Ungefähr eine Woche nach den oben erwähnten Erzählungen erhielt Miß Temple, welche an Mr. Lloyd geschrieben hatte, dessen Antwort; wie es schien, ergänzte das, was er sagte, meinen Bericht. Miß Temple rief die ganze Schule zusammen und verkündete, daß die Anklagen, welche gegen Jane Eyre erhoben, genau und sorgfältig untersucht worden, und daß sie glücklich sei, mich von jeder Schuld freisprechen zu können. Darauf schüttelten die Lehrerinnen mir die Hände und küßten mich, und ein Murmeln der Freude lief durch die Reihen meiner Gefährtinnen.

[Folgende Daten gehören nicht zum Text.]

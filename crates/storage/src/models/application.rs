use std::fmt;
use std::str::FromStr;

use chrono::{DateTime, Utc};
use serde::{Deserialize, Serialize};
use utoipa::ToSchema;
use uuid::Uuid;

use super::UnknownVariant;

/// The three application tables.
#[derive(Debug, Clone, Copy, PartialEq, Eq, Hash, Serialize, Deserialize, ToSchema)]
#[serde(rename_all = "lowercase")]
pub enum ApplicationKind {
    Participant,
    Mentor,
    Judge,
}

impl ApplicationKind {
    /// Table order used when resolving an application by id.
    pub const ID_LOOKUP_ORDER: [ApplicationKind; 3] = [Self::Participant, Self::Mentor, Self::Judge];

    /// Precedence used when asking whether a student has any application.
    pub const OWNERSHIP_LOOKUP_ORDER: [ApplicationKind; 3] =
        [Self::Participant, Self::Judge, Self::Mentor];

    pub fn as_str(&self) -> &'static str {
        match self {
            Self::Participant => "participant",
            Self::Mentor => "mentor",
            Self::Judge => "judge",
        }
    }
}

impl fmt::Display for ApplicationKind {
    fn fmt(&self, f: &mut fmt::Formatter<'_>) -> fmt::Result {
        f.write_str(self.as_str())
    }
}

impl FromStr for ApplicationKind {
    type Err = UnknownVariant;

    fn from_str(s: &str) -> Result<Self, Self::Err> {
        match s {
            "participant" => Ok(Self::Participant),
            "mentor" => Ok(Self::Mentor),
            "judge" => Ok(Self::Judge),
            other => Err(UnknownVariant::new("application type", other)),
        }
    }
}

/// Review status of an application.
///
/// `Pending` is the historical name of `Submitted`; both are kept and treated
/// as the same "awaiting decision" bucket wherever statuses are counted or
/// filtered.
#[derive(Debug, Clone, Copy, PartialEq, Eq, Hash, Serialize, Deserialize, ToSchema)]
#[serde(rename_all = "lowercase")]
pub enum ApplicationStatus {
    Draft,
    Pending,
    Submitted,
    Accepted,
    Rejected,
}

impl ApplicationStatus {
    pub fn as_str(&self) -> &'static str {
        match self {
            Self::Draft => "draft",
            Self::Pending => "pending",
            Self::Submitted => "submitted",
            Self::Accepted => "accepted",
            Self::Rejected => "rejected",
        }
    }

    pub fn is_awaiting_decision(&self) -> bool {
        matches!(self, Self::Pending | Self::Submitted)
    }

    /// Any status other than draft locks the owner's role.
    pub fn locks_role(&self) -> bool {
        !matches!(self, Self::Draft)
    }
}

impl fmt::Display for ApplicationStatus {
    fn fmt(&self, f: &mut fmt::Formatter<'_>) -> fmt::Result {
        f.write_str(self.as_str())
    }
}

impl FromStr for ApplicationStatus {
    type Err = UnknownVariant;

    fn from_str(s: &str) -> Result<Self, Self::Err> {
        match s {
            "draft" => Ok(Self::Draft),
            "pending" => Ok(Self::Pending),
            "submitted" => Ok(Self::Submitted),
            "accepted" => Ok(Self::Accepted),
            "rejected" => Ok(Self::Rejected),
            other => Err(UnknownVariant::new("application status", other)),
        }
    }
}

#[derive(Debug, Clone, Default, PartialEq, Serialize, Deserialize, ToSchema)]
pub struct ParticipantFields {
    pub gender: Option<String>,
    pub university: Option<String>,
    pub program: Option<String>,
    pub year_of_study: Option<String>,
    pub phone: Option<String>,
    /// 1 to 5
    pub programming_experience: Option<i32>,
    /// 1 to 5
    pub data_science_experience: Option<i32>,
    pub technical_skills: Option<String>,
    pub has_team: bool,
    pub team_members: Option<String>,
    /// Multi-select stored as a single `", "`-joined string.
    pub dietary_restrictions: Option<String>,
    pub tshirt_size: Option<String>,
    pub motivation: Option<String>,
    pub heard_from: Option<String>,
    pub agree_to_code_of_conduct: bool,
    pub agree_to_photo_release: bool,
}

#[derive(Debug, Clone, Default, PartialEq, Serialize, Deserialize, ToSchema)]
pub struct MentorFields {
    pub organization: Option<String>,
    pub job_title: Option<String>,
    pub linkedin_url: Option<String>,
    pub expertise_areas: Option<String>,
    /// 1 to 10
    pub experience_level: Option<i32>,
    pub availability: Option<String>,
    /// Multi-select stored as a native list.
    pub dietary_restrictions: Vec<String>,
    pub tshirt_size: Option<String>,
    pub motivation: Option<String>,
    pub previous_mentoring: bool,
    pub agree_to_code_of_conduct: bool,
}

#[derive(Debug, Clone, Default, PartialEq, Serialize, Deserialize, ToSchema)]
pub struct JudgeFields {
    pub organization: Option<String>,
    pub job_title: Option<String>,
    pub linkedin_url: Option<String>,
    pub expertise_areas: Option<String>,
    pub judging_experience: bool,
    /// 1 to 10
    pub domain_expertise_level: Option<i32>,
    pub availability: Option<String>,
    pub motivation: Option<String>,
    pub conflict_of_interest: Option<String>,
    pub agree_to_code_of_conduct: bool,
}

/// Role-specific part of an application.
#[derive(Debug, Clone, PartialEq, Serialize, Deserialize, ToSchema)]
#[serde(tag = "application_type", rename_all = "lowercase")]
pub enum ApplicationDetails {
    Participant(ParticipantFields),
    Mentor(MentorFields),
    Judge(JudgeFields),
}

impl ApplicationDetails {
    /// Empty field set for a freshly provisioned application.
    pub fn empty(kind: ApplicationKind) -> Self {
        match kind {
            ApplicationKind::Participant => Self::Participant(ParticipantFields::default()),
            ApplicationKind::Mentor => Self::Mentor(MentorFields::default()),
            ApplicationKind::Judge => Self::Judge(JudgeFields::default()),
        }
    }

    pub fn kind(&self) -> ApplicationKind {
        match self {
            Self::Participant(_) => ApplicationKind::Participant,
            Self::Mentor(_) => ApplicationKind::Mentor,
            Self::Judge(_) => ApplicationKind::Judge,
        }
    }
}

/// An application: the shared envelope plus one role's field set.
#[derive(Debug, Clone, PartialEq, Serialize, Deserialize, ToSchema)]
pub struct Application {
    pub id: Uuid,
    pub student_id: Uuid,
    pub status: ApplicationStatus,
    pub full_name: Option<String>,
    pub created_at: DateTime<Utc>,
    pub updated_at: DateTime<Utc>,
    #[serde(flatten)]
    pub details: ApplicationDetails,
}

impl Application {
    /// Draft application with `full_name` seeded and every role field empty.
    pub fn draft(kind: ApplicationKind, student_id: Uuid, full_name: Option<String>) -> Self {
        let now = Utc::now();
        Self {
            id: Uuid::new_v4(),
            student_id,
            status: ApplicationStatus::Draft,
            full_name,
            created_at: now,
            updated_at: now,
            details: ApplicationDetails::empty(kind),
        }
    }

    pub fn kind(&self) -> ApplicationKind {
        self.details.kind()
    }
}

#[cfg(test)]
mod tests {
    use super::*;

    #[test]
    fn test_pending_and_submitted_share_bucket() {
        assert!(ApplicationStatus::Pending.is_awaiting_decision());
        assert!(ApplicationStatus::Submitted.is_awaiting_decision());
        assert!(!ApplicationStatus::Draft.is_awaiting_decision());
        assert!(!ApplicationStatus::Accepted.is_awaiting_decision());
    }

    #[test]
    fn test_only_draft_leaves_role_unlocked() {
        assert!(!ApplicationStatus::Draft.locks_role());
        assert!(ApplicationStatus::Submitted.locks_role());
        assert!(ApplicationStatus::Accepted.locks_role());
        assert!(ApplicationStatus::Rejected.locks_role());
    }

    #[test]
    fn test_draft_is_empty() {
        let student_id = Uuid::new_v4();
        let app = Application::draft(
            ApplicationKind::Mentor,
            student_id,
            Some("Ada Lovelace".to_string()),
        );

        assert_eq!(app.status, ApplicationStatus::Draft);
        assert_eq!(app.student_id, student_id);
        assert_eq!(app.full_name.as_deref(), Some("Ada Lovelace"));
        assert_eq!(app.details, ApplicationDetails::Mentor(MentorFields::default()));
    }

    #[test]
    fn test_serialized_shape_is_flat_and_tagged() {
        let app = Application::draft(ApplicationKind::Judge, Uuid::new_v4(), None);
        let json = serde_json::to_value(&app).unwrap();

        assert_eq!(json["application_type"], "judge");
        assert_eq!(json["status"], "draft");
        assert_eq!(json["judging_experience"], false);
    }
}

Eine schwere Last war mir vom Herzen genommen; und von dieser Stunde an begann ich von neuem ernstlich zu arbeiten; ich war fest entschlossen, mir einen Weg über alle Schwierigkeiten hinfort zu bahnen; ich mühte mich ab, und der Erfolg entsprach meinen Anstrengungen; mein Gedächtnis, welches von Natur nicht sehr stark war, besserte sich durch stete Übung; mein Verstand wurde durch die Arbeit geschärft; nach einigen Wochen wurde ich in eine höhere Klasse versetzt; in weniger als zwei Monaten gestattete man mir, mit dem Französischen und Zeichnen zu beginnen. Ich lernte die ersten beiden Zeiten des Verbums être und skizzierte meine erste Hütte – deren Mauern nebenbei gesagt in schräger Richtung den hängenden Turm von Pisa bei weitem übertrafen – an demselben Tage. Als ich an jenem Abend zu Bette ging, vergaß ich, in meiner Phantasie das Barmeciden-Souper von heißen Bratkartoffeln und Weißbrot und frischgemolkener Milch zu bereiten, mit dem ich sonst mein inneres Sehnen zu befriedigen pflegte; statt dessen ergötzte ich mich an dem Anblick idealer Zeichnungen, welche ich im Dunkeln sah, alle das Werk meiner eigenen Hand: fein gezeichnete Häuser und Bäume, malerische Felsen und Ruinen, stattliche Viehherden, reizende Malereien von Schmetterlingen, welche halberschlossene Rosen umflogen; Vögel, welche an reifen Kirschen pickten, Nester von Zaunkönigen, in denen perlgroße Eier lagen, während junge Epheuranken sie umwucherten. Im Gedanken ventilierte ich auch die Möglichkeit, ob ich jemals imstande sein würde, ein gewisses kleines französisches Geschichtenbuch, welches Madame Pierrot mir an jenem Tage gezeigt hatte, fließend übersetzen zu können; – aber noch war dieses Problem nicht zu meiner Zufriedenheit gelöst, als ich sanft einschlief.

Wie richtig hat Salomo gesagt: –»Besser ein Mahl von frischen Kräutern, wo die Liebe ist, als ein gemästeter Ochse, wo der Haß ist.«

Jetzt hätte ich Lowood mit all seinen Entbehrungen nicht mehr gegen Gateshead-Hall mit seinem täglichen Luxus eingetauscht.